TASK DESCRIPTION - Your answer should be one number: how many lines of the records hold the string "debug".

Dataset records:
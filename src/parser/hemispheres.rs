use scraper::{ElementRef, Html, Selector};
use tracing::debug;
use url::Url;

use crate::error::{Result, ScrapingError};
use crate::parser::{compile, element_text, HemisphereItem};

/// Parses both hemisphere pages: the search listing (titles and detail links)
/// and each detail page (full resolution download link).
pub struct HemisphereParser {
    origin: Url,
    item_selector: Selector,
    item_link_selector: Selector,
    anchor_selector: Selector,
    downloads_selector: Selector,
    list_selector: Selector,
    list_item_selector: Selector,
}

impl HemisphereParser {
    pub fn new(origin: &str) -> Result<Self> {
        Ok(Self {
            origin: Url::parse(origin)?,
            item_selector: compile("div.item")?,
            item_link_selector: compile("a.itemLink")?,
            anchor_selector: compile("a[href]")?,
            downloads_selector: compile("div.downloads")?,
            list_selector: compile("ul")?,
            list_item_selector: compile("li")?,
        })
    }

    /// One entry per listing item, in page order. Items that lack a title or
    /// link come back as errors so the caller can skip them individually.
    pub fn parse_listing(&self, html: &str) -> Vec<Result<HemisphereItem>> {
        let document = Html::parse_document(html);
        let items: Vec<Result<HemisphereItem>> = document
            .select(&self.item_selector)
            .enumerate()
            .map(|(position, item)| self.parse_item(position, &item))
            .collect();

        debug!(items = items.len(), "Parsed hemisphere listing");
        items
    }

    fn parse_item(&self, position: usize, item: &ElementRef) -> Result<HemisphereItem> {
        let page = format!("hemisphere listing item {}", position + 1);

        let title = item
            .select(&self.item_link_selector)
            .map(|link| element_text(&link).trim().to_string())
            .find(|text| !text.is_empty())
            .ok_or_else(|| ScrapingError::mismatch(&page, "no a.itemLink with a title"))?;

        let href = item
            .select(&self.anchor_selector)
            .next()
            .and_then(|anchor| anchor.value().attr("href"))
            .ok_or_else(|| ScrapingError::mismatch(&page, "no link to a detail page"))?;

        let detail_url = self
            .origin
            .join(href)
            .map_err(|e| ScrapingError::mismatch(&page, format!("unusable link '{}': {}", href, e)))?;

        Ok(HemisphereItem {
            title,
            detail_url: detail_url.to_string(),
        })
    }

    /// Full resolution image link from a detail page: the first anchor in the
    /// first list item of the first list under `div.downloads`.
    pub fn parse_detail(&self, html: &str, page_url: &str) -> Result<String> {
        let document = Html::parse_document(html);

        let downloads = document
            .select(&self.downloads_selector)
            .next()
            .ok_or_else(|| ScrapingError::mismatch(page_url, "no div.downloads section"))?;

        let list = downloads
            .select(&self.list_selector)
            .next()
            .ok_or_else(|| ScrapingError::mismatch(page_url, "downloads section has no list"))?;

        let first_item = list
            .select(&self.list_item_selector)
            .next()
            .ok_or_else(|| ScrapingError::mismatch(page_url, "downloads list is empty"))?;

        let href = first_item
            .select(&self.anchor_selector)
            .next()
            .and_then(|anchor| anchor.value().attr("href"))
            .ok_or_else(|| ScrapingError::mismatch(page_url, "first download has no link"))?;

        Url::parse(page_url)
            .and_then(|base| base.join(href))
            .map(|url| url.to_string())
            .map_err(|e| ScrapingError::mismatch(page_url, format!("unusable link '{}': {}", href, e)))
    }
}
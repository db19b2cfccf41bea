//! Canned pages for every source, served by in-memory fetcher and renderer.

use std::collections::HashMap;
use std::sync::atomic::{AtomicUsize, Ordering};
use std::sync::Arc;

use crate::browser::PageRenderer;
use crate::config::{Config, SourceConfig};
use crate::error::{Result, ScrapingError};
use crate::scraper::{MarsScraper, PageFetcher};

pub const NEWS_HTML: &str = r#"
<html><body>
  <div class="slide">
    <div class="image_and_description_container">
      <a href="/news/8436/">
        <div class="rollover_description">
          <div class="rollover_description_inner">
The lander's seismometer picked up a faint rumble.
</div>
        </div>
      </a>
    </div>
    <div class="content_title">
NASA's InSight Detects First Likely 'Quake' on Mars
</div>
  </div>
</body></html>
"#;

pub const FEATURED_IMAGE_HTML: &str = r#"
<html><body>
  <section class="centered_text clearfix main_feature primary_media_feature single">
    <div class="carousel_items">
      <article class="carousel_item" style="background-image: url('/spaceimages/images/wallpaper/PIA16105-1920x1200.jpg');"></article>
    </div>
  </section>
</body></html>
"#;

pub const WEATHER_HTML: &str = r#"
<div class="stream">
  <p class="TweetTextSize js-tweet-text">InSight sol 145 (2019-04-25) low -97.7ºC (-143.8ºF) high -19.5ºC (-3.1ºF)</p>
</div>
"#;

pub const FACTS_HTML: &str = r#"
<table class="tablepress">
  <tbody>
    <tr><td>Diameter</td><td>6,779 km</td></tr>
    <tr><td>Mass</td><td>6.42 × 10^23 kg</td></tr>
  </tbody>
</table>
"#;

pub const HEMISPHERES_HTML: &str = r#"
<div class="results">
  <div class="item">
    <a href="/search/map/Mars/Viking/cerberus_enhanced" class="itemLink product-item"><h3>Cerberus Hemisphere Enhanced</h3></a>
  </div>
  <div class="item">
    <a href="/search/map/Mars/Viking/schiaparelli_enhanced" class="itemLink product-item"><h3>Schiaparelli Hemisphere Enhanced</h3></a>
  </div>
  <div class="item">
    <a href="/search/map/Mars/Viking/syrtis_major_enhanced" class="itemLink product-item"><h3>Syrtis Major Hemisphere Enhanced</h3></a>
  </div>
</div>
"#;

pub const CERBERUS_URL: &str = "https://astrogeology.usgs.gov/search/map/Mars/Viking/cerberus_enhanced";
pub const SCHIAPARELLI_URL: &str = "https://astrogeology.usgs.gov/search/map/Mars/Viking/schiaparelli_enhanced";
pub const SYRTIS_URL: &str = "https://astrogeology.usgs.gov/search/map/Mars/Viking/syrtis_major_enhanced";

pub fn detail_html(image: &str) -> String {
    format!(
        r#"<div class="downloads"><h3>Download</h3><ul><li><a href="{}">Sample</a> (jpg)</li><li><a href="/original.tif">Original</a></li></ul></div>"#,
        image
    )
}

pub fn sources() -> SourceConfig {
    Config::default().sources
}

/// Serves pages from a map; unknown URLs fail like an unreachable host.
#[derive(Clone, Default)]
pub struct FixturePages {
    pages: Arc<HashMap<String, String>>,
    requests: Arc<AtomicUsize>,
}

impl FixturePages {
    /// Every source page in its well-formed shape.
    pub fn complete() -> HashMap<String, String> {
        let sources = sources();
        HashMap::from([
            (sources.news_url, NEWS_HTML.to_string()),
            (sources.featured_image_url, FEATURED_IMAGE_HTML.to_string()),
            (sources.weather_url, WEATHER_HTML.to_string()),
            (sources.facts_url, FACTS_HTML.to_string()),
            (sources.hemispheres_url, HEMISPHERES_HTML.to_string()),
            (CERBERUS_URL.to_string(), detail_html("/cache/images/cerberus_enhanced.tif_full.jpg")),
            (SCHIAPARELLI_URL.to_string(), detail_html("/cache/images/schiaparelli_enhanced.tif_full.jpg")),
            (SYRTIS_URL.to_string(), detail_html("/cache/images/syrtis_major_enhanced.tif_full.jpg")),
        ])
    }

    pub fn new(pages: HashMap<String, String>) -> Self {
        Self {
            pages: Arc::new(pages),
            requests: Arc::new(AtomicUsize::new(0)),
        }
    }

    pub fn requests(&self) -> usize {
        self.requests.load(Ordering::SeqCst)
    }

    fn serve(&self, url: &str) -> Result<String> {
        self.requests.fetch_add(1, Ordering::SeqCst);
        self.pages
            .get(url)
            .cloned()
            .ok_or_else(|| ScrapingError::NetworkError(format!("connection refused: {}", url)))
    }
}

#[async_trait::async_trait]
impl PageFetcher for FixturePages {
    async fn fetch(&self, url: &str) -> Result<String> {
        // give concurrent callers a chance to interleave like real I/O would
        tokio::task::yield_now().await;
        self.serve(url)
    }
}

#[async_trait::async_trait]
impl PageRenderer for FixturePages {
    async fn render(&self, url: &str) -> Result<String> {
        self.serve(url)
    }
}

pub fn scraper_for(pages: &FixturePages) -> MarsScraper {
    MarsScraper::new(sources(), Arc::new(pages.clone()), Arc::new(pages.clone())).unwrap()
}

SOLUTION TO THE PROBLEM - 2